Now I'm not saying that all fraternization at the office should be banned at every office. I know co-workers who have fallen in love and gotten married. And in some places, that type of relationship is OK. But the type of fraternizing I am talking about made everyone uncomfortable. Those who knew. Those who didn't but suspected. Those who saw something. Everyone around these people. That is not a kosher situation for the office.
The other problem is that a great conflict of interest can result from these two working in the same office. A lot of companies have checks and balances but when you have two people involved past a work friendship, those lines can be blurred. And sexual harrassment is always a concern in this type of situation, especially when one party is higher ranked than another.

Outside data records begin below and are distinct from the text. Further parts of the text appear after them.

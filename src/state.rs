//! Process-wide application state.

use std::sync::Arc;

use anyhow::Context;
use refchat_core::chunk::Chunker;
use refchat_core::retriever::{LanguageModel, Retriever};
use tracing::info;

use crate::config::Config;
use crate::embedding::create_embedder;
use crate::ingest;
use crate::library::Library;
use crate::llm::OllamaClient;

/// Everything a request handler or CLI command needs. Cheap to clone.
#[derive(Clone)]
pub struct AppState {
    pub config: Arc<Config>,
    pub retriever: Arc<Retriever>,
    pub library: Library,
    pub llm: Arc<OllamaClient>,
}

impl AppState {
    /// Load the embedding model, open the library and rebuild the index
    /// from the stored files.
    ///
    /// Fails if the embedding model cannot be loaded. The language model is
    /// only contacted on demand, so an absent Ollama does not block startup.
    pub async fn build(config: &Config) -> anyhow::Result<Self> {
        let embedder = create_embedder(&config.embedding).await?;
        let llm = Arc::new(OllamaClient::new(&config.llm)?);
        let library = Library::open(&config.library)?;
        let chunker = Chunker::new(config.chunking.chunk_size_words, config.chunking.oversize)?;

        let model: Arc<dyn LanguageModel> = llm.clone();
        let retriever =
            Retriever::new(embedder, model, chunker)?.with_batch_size(config.embedding.batch_size)?;

        let state = Self {
            config: Arc::new(config.clone()),
            retriever: Arc::new(retriever),
            library,
            llm,
        };

        let report = ingest::reindex_library(&state)
            .await
            .context("Failed to index the document library")?;
        info!(
            docs_dir = %state.library.root().display(),
            documents = report.documents_processed,
            chunks = report.chunks_created,
            skipped = report.skipped.len(),
            "document library indexed"
        );

        Ok(state)
    }

    /// Release the embedding model.
    pub fn shutdown(&self) {
        self.retriever.embedder().shutdown();
        info!("embedding model released");
    }
}
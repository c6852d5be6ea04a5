//! # refchat core
//!
//! Indexing and retrieval engine for refchat: word-bounded chunking,
//! an in-memory index with keyword and semantic lookup, the embedder and
//! language-model traits, and the retriever that ties them together for
//! ingest, search and grounded question answering.
//!
//! This crate performs no I/O of its own. Text extraction, embedding
//! backends, the language-model client and the HTTP layer live in the
//! `refchat` application crate.
//!
//! ```text
//! text ──▶ Chunker ──▶ Embedder ──▶ DocumentIndex ◀── search_keyword / search_semantic
//!                                        ▲
//!                                   Retriever ──▶ LanguageModel (answer)
//! ```

pub mod chunk;
pub mod embedding;
pub mod error;
pub mod index;
pub mod keyword;
pub mod models;
pub mod prompt;
pub mod retriever;

pub use error::{Error, Result};
//! Ingest, search and grounded answering over a [`DocumentIndex`].
//!
//! The [`Retriever`] owns the index together with the chunker, the
//! embedder and the language model. Reads go straight to the index.
//! Mutations go through a [`Writer`] obtained from
//! [`Retriever::begin_write`]: one writer exists at a time, so a full
//! reindex cannot race an upload or a delete. Callers that touch other
//! state alongside the index (such as the file on disk) do so while
//! holding the writer.
//!
//! Embeddings are computed before the index write lock is taken, and
//! chunks whose content hash is already indexed reuse the stored vector.

use std::sync::Arc;

use async_trait::async_trait;
use serde::Serialize;
use tokio::sync::{Mutex, MutexGuard};
use tracing::{debug, info, warn};

use crate::chunk::{clean_text, Chunker};
use crate::embedding::{check_dims, check_finite, Embedder};
use crate::error::{Error, Result};
use crate::index::{DocumentIndex, NewDocument};
use crate::models::{DocumentInfo, DocumentMeta, SearchHit, SearchMode, TextChunk};
use crate::prompt::{build_prompt, EMPTY_ANSWER_FALLBACK, NO_CONTEXT_ANSWER};

/// Default number of texts per embedding call.
pub const DEFAULT_EMBED_BATCH: usize = 32;

/// Text generation backend used to answer questions.
///
/// Failures (`Timeout`, `DependencyUnavailable`) are surfaced to the caller
/// unchanged; the retriever never retries.
#[async_trait]
pub trait LanguageModel: Send + Sync {
    fn model_name(&self) -> &str;

    async fn generate(&self, prompt: &str) -> Result<String>;
}

/// Extracted text of one stored document, ready for chunking.
#[derive(Debug, Clone)]
pub struct SourceDocument {
    pub filename: String,
    pub text: String,
    pub info: DocumentInfo,
}

#[derive(Debug, Clone, PartialEq, Eq)]
pub struct SearchRequest {
    pub query: String,
    pub mode: SearchMode,
    pub top_k: usize,
    pub offset: usize,
}

/// One page of ranked hits.
#[derive(Debug, Clone, PartialEq)]
pub struct SearchPage {
    pub hits: Vec<SearchHit>,
    /// Ranked hits available in the fetched window `offset + top_k`.
    pub total_matches: usize,
}

#[derive(Debug, Clone, PartialEq)]
pub struct Answer {
    pub question: String,
    pub answer: String,
    pub context: Vec<SearchHit>,
    /// `false` when no context was found and the model was not called.
    pub grounded: bool,
}

#[derive(Debug, Clone, Default, PartialEq, Eq, Serialize)]
pub struct ReindexReport {
    pub documents_processed: usize,
    pub chunks_created: usize,
    /// Stored files that could not be turned into text.
    pub skipped: Vec<String>,
}

pub struct Retriever {
    index: DocumentIndex,
    embedder: Arc<dyn Embedder>,
    llm: Arc<dyn LanguageModel>,
    chunker: Chunker,
    batch_size: usize,
    writer: Mutex<()>,
}

impl Retriever {
    /// Create a retriever with an empty index sized to the embedder.
    pub fn new(
        embedder: Arc<dyn Embedder>,
        llm: Arc<dyn LanguageModel>,
        chunker: Chunker,
    ) -> Result<Self> {
        let index = DocumentIndex::new(embedder.dims())?;
        Ok(Self {
            index,
            embedder,
            llm,
            chunker,
            batch_size: DEFAULT_EMBED_BATCH,
            writer: Mutex::new(()),
        })
    }

    /// Set the number of texts sent per embedding call. Must be > 0.
    pub fn with_batch_size(mut self, batch_size: usize) -> Result<Self> {
        if batch_size == 0 {
            return Err(Error::validation("embedding batch size must be > 0"));
        }
        self.batch_size = batch_size;
        Ok(self)
    }

    pub fn index(&self) -> &DocumentIndex {
        &self.index
    }

    pub fn embedder(&self) -> &Arc<dyn Embedder> {
        &self.embedder
    }

    /// Wait for exclusive write access.
    pub async fn begin_write(&self) -> Writer<'_> {
        Writer {
            retriever: self,
            _guard: self.writer.lock().await,
        }
    }

    /// Index a single document, replacing any previous version.
    pub async fn ingest(&self, doc: SourceDocument) -> Result<DocumentMeta> {
        self.begin_write().await.ingest(doc).await
    }

    pub async fn remove(&self, filename: &str) -> Result<usize> {
        self.begin_write().await.remove(filename)
    }

    pub async fn reindex(&self, docs: Vec<SourceDocument>) -> Result<ReindexReport> {
        self.begin_write().await.reindex(docs).await
    }

    /// Clean, chunk and embed a document without touching the index.
    pub async fn prepare(&self, doc: SourceDocument) -> Result<NewDocument> {
        let text = clean_text(&doc.text);
        let chunks = self.chunker.chunk(&text);
        let embeddings = self.embed_chunks(&chunks).await?;
        Ok(NewDocument {
            filename: doc.filename,
            info: doc.info,
            character_count: text.chars().count(),
            chunks,
            embeddings,
        })
    }

    /// One vector per chunk, reusing stored vectors for known content.
    async fn embed_chunks(&self, chunks: &[TextChunk]) -> Result<Vec<Vec<f32>>> {
        let hashes: Vec<&str> = chunks.iter().map(|c| c.content_hash.as_str()).collect();
        let mut slots = self.index.cached_embeddings(&hashes);

        let missing: Vec<usize> = slots
            .iter()
            .enumerate()
            .filter_map(|(i, slot)| slot.is_none().then_some(i))
            .collect();
        debug!(
            chunks = chunks.len(),
            reused = chunks.len() - missing.len(),
            "embedding chunks"
        );

        for batch in missing.chunks(self.batch_size) {
            let texts: Vec<String> = batch.iter().map(|&i| chunks[i].text.clone()).collect();
            let vectors = self.embedder.embed_batch(&texts).await?;
            if vectors.len() != texts.len() {
                return Err(Error::internal(format!(
                    "embedder returned {} vectors for {} texts",
                    vectors.len(),
                    texts.len()
                )));
            }
            for (&i, vector) in batch.iter().zip(vectors) {
                check_dims(&vector, self.index.dimension())?;
                check_finite(&vector)?;
                slots[i] = Some(vector);
            }
        }

        slots
            .into_iter()
            .map(|slot| slot.ok_or_else(|| Error::internal("chunk left without an embedding")))
            .collect()
    }

    /// Rank chunks for `request` and return the requested page.
    pub async fn search(&self, request: &SearchRequest) -> Result<SearchPage> {
        let query = request.query.trim();
        if query.is_empty() {
            return Err(Error::validation("query must not be empty"));
        }
        if request.top_k == 0 {
            return Err(Error::validation("top_k must be >= 1"));
        }
        if self.index.is_empty() {
            return Ok(SearchPage {
                hits: Vec::new(),
                total_matches: 0,
            });
        }

        let window = request.offset.saturating_add(request.top_k);
        let ranked = match request.mode {
            SearchMode::Keyword => self.index.search_keyword(query, window)?,
            SearchMode::Semantic => {
                let vector = self.embedder.embed(query).await?;
                self.index.search_semantic(&vector, window)?
            }
        };

        let total_matches = ranked.len();
        let hits: Vec<SearchHit> = ranked.into_iter().skip(request.offset).collect();
        debug!(
            mode = %request.mode,
            query,
            total_matches,
            returned = hits.len(),
            "search completed"
        );
        Ok(SearchPage {
            hits,
            total_matches,
        })
    }

    /// Answer `question` from the `top_k` most similar chunks.
    ///
    /// `top_k` larger than the corpus is clamped. With nothing indexed the
    /// fixed no-context answer is returned and the model is not called.
    pub async fn answer(&self, question: &str, top_k: usize) -> Result<Answer> {
        let question = question.trim();
        if question.is_empty() {
            return Err(Error::validation("question must not be empty"));
        }
        if top_k == 0 {
            return Err(Error::validation("top_k must be >= 1"));
        }

        let corpus = self.index.chunk_count();
        if corpus == 0 {
            info!(question, "no indexed content; answering without the model");
            return Ok(ungrounded(question));
        }

        let vector = self.embedder.embed(question).await?;
        let hits = self.index.search_semantic(&vector, top_k.min(corpus))?;
        if hits.is_empty() {
            return Ok(ungrounded(question));
        }

        let prompt = build_prompt(question, &hits);
        debug!(
            model = self.llm.model_name(),
            context_chunks = hits.len(),
            prompt_chars = prompt.len(),
            "calling language model"
        );
        let generated = self.llm.generate(&prompt).await?;
        let answer = match generated.trim() {
            "" => {
                warn!(question, "language model returned an empty response");
                EMPTY_ANSWER_FALLBACK.to_string()
            }
            text => text.to_string(),
        };

        Ok(Answer {
            question: question.to_string(),
            answer,
            context: hits,
            grounded: true,
        })
    }
}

The best thing Human Resources can do is to set company policies and try to enforce them whenever they feel it is going over the line. Forcing couples to reveal a relationship when it begins is a good way to do this. That way, they know if there are any potential conflicts that be discovered early on. HR doesn't usually have a place in their workers love life, but this is one place where a good company policy can go a long way. People can't help who they fall in love with but HR has a responsibility to not make it an awkward work situation.